[Supplied data Boundary: Start]

//! Resolved OAuth2 client credentials.
//!
//! Values are read once per run from the configured [`SecretValue`]s and are
//! never persisted or logged.

use std::{env, fmt, fs};

use crate::config::service::{CredentialsConfig, SecretValue};
use crate::errors::{AgentError, Result};

#[derive(Clone, PartialEq, Eq)]
pub struct Credentials {
    pub client_id: String,
    pub client_secret: String,
}

impl Credentials {
    pub fn new(client_id: impl Into<String>, client_secret: impl Into<String>) -> Self {
        Self {
            client_id: client_id.into(),
            client_secret: client_secret.into(),
        }
    }

    pub fn resolve(config: &CredentialsConfig) -> Result<Self> {
        let client_id = resolve_secret_value("client_id", &config.client_id)?;
        let client_secret = resolve_secret_value("client_secret", &config.client_secret)?;
        Ok(Self { client_id, client_secret })
    }
}

impl fmt::Debug for Credentials {
    fn fmt(&self, f: &mut fmt::Formatter<'_>) -> fmt::Result {
        f.debug_struct("Credentials")
            .field("client_id", &self.client_id)
            .field("client_secret", &"***")
            .finish()
    }
}

fn resolve_secret_value(field: &str, value: &SecretValue) -> Result<String> {
    let resolved = match value {
        SecretValue::Literal { value } => value.to_owned(),
        SecretValue::FromEnv { from_env } => env::var(from_env).map_err(|err| {
            AgentError::Credentials(format!("{field}: env '{from_env}' is not readable: {err}"))
        })?,
        SecretValue::FromFile { path } => fs::read_to_string(path)
            .map(|content| content.trim().to_string())
            .map_err(|err| {
                AgentError::Credentials(format!("{field}: file '{path}' is not readable: {err}"))
            })?,
    };

    if resolved.trim().is_empty() {
        return Err(AgentError::Credentials(format!("{field} is empty")));
    }
    Ok(resolved)
}

#[cfg(test)]
mod tests {
    use super::*;
    use serial_test::serial;
    use std::io::Write;

    fn literal(value: &str) -> SecretValue {
        SecretValue::Literal { value: value.to_owned() }
    }

    #[test]
    fn resolves_literal_values() {
        let cfg = CredentialsConfig {
            client_id: literal("id-1"),
            client_secret: literal("secret-1"),
        };
        let creds = Credentials::resolve(&cfg).unwrap();
        assert_eq!(creds, Credentials::new("id-1", "secret-1"));
    }

    #[test]
    #[serial]
    fn resolves_env_and_file_values() {
        std::env::set_var("AUDIENCE_AGENT_TEST_CLIENT_ID", "env-id");
        let mut file = tempfile::NamedTempFile::new().unwrap();
        writeln!(file, "file-secret  ").unwrap();

        let cfg = CredentialsConfig {
            client_id: SecretValue::FromEnv { from_env: "AUDIENCE_AGENT_TEST_CLIENT_ID".to_owned() },
            client_secret: SecretValue::FromFile { path: file.path().display().to_string() },
        };
        let creds = Credentials::resolve(&cfg).unwrap();
        assert_eq!(creds.client_id, "env-id");
        assert_eq!(creds.client_secret, "file-secret");
        std::env::remove_var("AUDIENCE_AGENT_TEST_CLIENT_ID");
    }

    #[test]
    #[serial]
    fn missing_env_is_a_credentials_error() {
        std::env::remove_var("AUDIENCE_AGENT_TEST_MISSING");
        let cfg = CredentialsConfig {
            client_id: SecretValue::FromEnv { from_env: "AUDIENCE_AGENT_TEST_MISSING".to_owned() },
            client_secret: literal("secret"),
        };
        let err = Credentials::resolve(&cfg).unwrap_err();
        assert_eq!(err.kind(), "credentials");
    }

    #[test]
    fn debug_output_hides_secret() {
        let creds = Credentials::new("id-1", "very-secret");
        let printed = format!("{:?}", creds);
        assert!(printed.contains("id-1"));
        assert!(!printed.contains("very-secret"));
    }
}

[Supplied data Boundary: End]

-- Directions --
Exactly repeat the lines from the line that contains "let err = Credentials::resolve(&cfg).unwrap_err();" to the end of the entries, both included, and leave out all other lines.

-- The completed task --
        let err = Credentials::resolve(&cfg).unwrap_err();
        assert_eq!(err.kind(), "credentials");
    }

    #[test]
    fn debug_output_hides_secret() {
        let creds = Credentials::new("id-1", "very-secret");
        let printed = format!("{:?}", creds);
        assert!(printed.contains("id-1"));
        assert!(!printed.contains("very-secret"));
    }
}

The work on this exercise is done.